Au septième jour, comme il s’était bien décarcassé, Dieu décida d’arrêter là sa création et décida d’aller se reposer. Bon ok, créer le monde en 6 jours, c’est balèze, il avait bien le droit à une petite sieste. Mais voilà, le dimanche, du coup, c’est le jour du rien, le non-jour de la semaine. Et je l’aime pas.

Petite, les heures du dimanches qui s’égrenaient à une vitesse folle me faisaient penser à un ultimatum : bientôt la fin du week-end ! Il est 16h, tu dînes à 20, il te reste 4 heures pour faire tes devoirs… Bon, d’abord, je goûte.
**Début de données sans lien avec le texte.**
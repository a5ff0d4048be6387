use std::sync::Arc;

use tracing::{info, warn};

use crate::client::StreamingClientFactory;
use crate::config::AppConfig;
use crate::errors::EngineError;
use crate::playback::PlaybackInstance;
use crate::recovery::{RecoveryConfig, TeardownHook};
use crate::session::{HeartbeatConfig, SessionEndpoint, SessionManager};
use crate::tuning::{CapabilityProbe, StaticCapabilityProbe};

/// 引擎构建器：装配配置、会话后端、设备探测与流媒体客户端工厂
///
/// The endpoint and the client factory have no useful defaults and must be
/// supplied; the capability probe falls back to a static medium-tier probe.
pub struct EngineBuilder {
    config_path: Option<String>,
    custom_config: Option<AppConfig>,
    endpoint: Option<Arc<dyn SessionEndpoint>>,
    probe: Option<Arc<dyn CapabilityProbe>>,
    factory: Option<Arc<dyn StreamingClientFactory>>,
    init_logging: bool,
}

impl EngineBuilder {
    pub fn new() -> Self {
        Self {
            config_path: None,
            custom_config: None,
            endpoint: None,
            probe: None,
            factory: None,
            init_logging: true,
        }
    }

    /// Load configuration from a TOML file instead of the defaults.
    pub fn with_config_path(mut self, path: impl Into<String>) -> Self {
        self.config_path = Some(path.into());
        self
    }

    /// Use an already-built configuration; wins over `with_config_path`.
    pub fn with_config(mut self, config: AppConfig) -> Self {
        self.custom_config = Some(config);
        self
    }

    pub fn with_endpoint(mut self, endpoint: Arc<dyn SessionEndpoint>) -> Self {
        self.endpoint = Some(endpoint);
        self
    }

    pub fn with_probe(mut self, probe: Arc<dyn CapabilityProbe>) -> Self {
        self.probe = Some(probe);
        self
    }

    pub fn with_factory(mut self, factory: Arc<dyn StreamingClientFactory>) -> Self {
        self.factory = Some(factory);
        self
    }

    /// Leave the global tracing subscriber alone; tests install their own.
    pub fn without_logging(mut self) -> Self {
        self.init_logging = false;
        self
    }

    pub fn build(self) -> Result<ViewerEngine, EngineError> {
        // 配置优先级：显式配置 > 配置文件 > 默认值
        let config = match (self.custom_config, self.config_path) {
            (Some(config), _) => {
                config.validate()?;
                config
            }
            (None, Some(path)) => AppConfig::load_from_file(path)?,
            (None, None) => AppConfig::default(),
        };

        if self.init_logging {
            Self::init_logging(&config);
        }

        let endpoint = self
            .endpoint
            .ok_or_else(|| EngineError::ComponentInitializationFailed {
                component: "session endpoint".to_string(),
            })?;
        let factory = self
            .factory
            .ok_or_else(|| EngineError::ComponentInitializationFailed {
                component: "streaming client factory".to_string(),
            })?;
        let probe = self
            .probe
            .unwrap_or_else(|| Arc::new(StaticCapabilityProbe::default()));

        let session_manager = Arc::new(SessionManager::with_config(
            endpoint,
            HeartbeatConfig::from(&config.heartbeat),
        ));

        info!(
            "✓ Viewer engine assembled (heartbeat {:?}, max {} sessions)",
            config.heartbeat.interval, config.heartbeat.max_sessions
        );

        Ok(ViewerEngine {
            config,
            session_manager,
            probe,
            factory,
        })
    }

    /// 初始化日志 - 使用环境变量 RUST_LOG 控制级别
    fn init_logging(config: &AppConfig) {
        let filter = tracing_subscriber::EnvFilter::try_from_default_env()
            .unwrap_or_else(|_| tracing_subscriber::EnvFilter::new(config.logging.level.clone()));
        // 全局 subscriber 只能安装一次，重复构建引擎时忽略错误
        let _ = tracing_subscriber::fmt()
            .with_env_filter(filter)
            .with_target(config.logging.show_target)
            .try_init();
    }
}

impl Default for EngineBuilder {
    fn default() -> Self {
        Self::new()
    }
}

/// Assembled live-viewing engine: one session registry plus the pieces
/// needed to stamp out playback instances on demand.
pub struct ViewerEngine {
    config: AppConfig,
    session_manager: Arc<SessionManager>,
    probe: Arc<dyn CapabilityProbe>,
    factory: Arc<dyn StreamingClientFactory>,
}

impl ViewerEngine {
    pub fn builder() -> EngineBuilder {
        EngineBuilder::new()
    }

    pub fn config(&self) -> &AppConfig {
        &self.config
    }

    pub fn session_manager(&self) -> Arc<SessionManager> {
        self.session_manager.clone()
    }

    /// Open a playback instance for one camera, applying the configured
    /// tier/mobility pins and profile overrides.
    pub async fn create_playback(
        &self,
        camera_id: &str,
    ) -> Result<PlaybackInstance, EngineError> {
        self.create_playback_with_teardown(camera_id, None).await
    }

    pub async fn create_playback_with_teardown(
        &self,
        camera_id: &str,
        on_teardown: Option<TeardownHook>,
    ) -> Result<PlaybackInstance, EngineError> {
        let tuning = &self.config.tuning;
        let pinned;
        let probe: &dyn CapabilityProbe =
            if tuning.force_tier.is_none() && tuning.force_mobile.is_none() {
                self.probe.as_ref()
            } else {
                let base = self.probe.capabilities();
                pinned = StaticCapabilityProbe::new(
                    tuning.force_tier.unwrap_or(base.tier),
                    tuning.force_mobile.unwrap_or(base.is_mobile),
                );
                &pinned
            };

        let playback = PlaybackInstance::create(
            camera_id,
            probe,
            self.factory.as_ref(),
            self.session_manager.clone(),
            RecoveryConfig::from(&self.config.recovery),
            self.config.tuning.overrides.clone(),
            on_teardown,
        )
        .await?;
        Ok(playback)
    }

    /// Tab-hidden hook passthrough.
    pub async fn on_visibility_hidden(&self) {
        self.session_manager.notify_hidden().await;
    }

    /// Page-unload hook passthrough.
    pub async fn on_page_unload(&self) {
        self.session_manager.flush_exit_beacons().await;
    }

    /// Stop every session and release the heartbeat task.
    pub async fn shutdown(&self) {
        let open = self.session_manager.session_count();
        if open > 0 {
            warn!("Shutting down with {} session(s) still open", open);
        }
        self.session_manager.stop_all_sessions().await;
        info!("✓ Viewer engine shut down");
    }
}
Puis après cette sacro-sainte pause (comme si j’avais interrompu mes devoirs pour ça, tiens, je les avais même pas commencés !) à base de
chocapic tout en feuilletant un magazine, je retourne dans ma chambre où je fais semblant de bosser, sauf quand j’ai un devoir à rendre. Dimanche 20 heures, devoirs rarement faits mais c’est pas grave. Moi, j’étais la rebelle du primaire, du collège et du lycée : jamais je ne faisais mes devoirs mais j’avais toujours de bonnes notes. Dégueulasse hein ? Reste que le dimanche, je n’aime pas ça, devoirs ou pas devoirs. Et encore, les devoirs, ça occupe…
Oui car que faire un dimanche ? Du shopping ? Ben non, les magasins sont fermés. Aller chez le coiffeur, l’esthéticienne, le docteur, l’agence immobilière, la banque ou je sais pas quoi ? Non, ils sont tous fermés. Oui, ils travaillent en même temps que nous, logique, me direz-vous. Tout ça, faut le faire le samedi. Bon, s’il fait beau et que nous sommes à une période de l’année où il fait bon, on peut aller se promener, prendre la voiture pour partir au fin fond du département ou chausser les baskets pour déambuler dans la forêt voisine. Mais, curieusement, le dimanche, il pleut souvent. Alors on glande, on ne regarde pas la télé car il n’y a rien. Vidéo-Gag, ça fait 15 ans que ça passe et se farcir les présentateurs entre les gags, c’est d’un pénible… D’ailleurs, ils ont bien fait de remplacer Bernard Montiel par M. Météo, j’ai pas vu la différence, ils récitent tous les deux de façon pénible et ennuyeuse leur texte. Là, y a une blonde en plus qui doit feindre l’enthousiasme mais c’est pas trop ça. Le public, maintenant, ce sont des enfants mais je me demande s’ils ont pas recyclé les images du public du Club Dorothée. Sinon, y a le maillon faible, rapidement lourd, 7 à 8, émission ni racoleuse, ni voyeuriste, Drucker qui roupille sur un canapé tandis que ses chroniqueurs font de l’auto-promo à fond. Par exemple, Philippe Geluck, personne qui m’énerve, il faut l’avouer : « oui alors M. l’invité, je vous ai fait un dessin du chat, vous savez, ma BD dont le volume 8 vient de sortir ! ». Bon, Geluck sort sa blague, souvent nulle et Drucker, à la fin, il fait le récapitulatif : « notre invité, Bidule, qui sort un film au cinéma le 7 janvier, Philippe Geluck dont le volume 8 du chat vient de sortir, vous pouvez retrouver Anne Roumanoff tous les soirs à une salle de spectacle et Jean-Pierre Coffe dans sa cuisine. » Soyons franc, cette émission résume parfaitement les ambiances de dimanche : c’est mou, c’est chiant, c’est morose. Et en plus, j’ai l’impression que le montage accentue encore cette impression.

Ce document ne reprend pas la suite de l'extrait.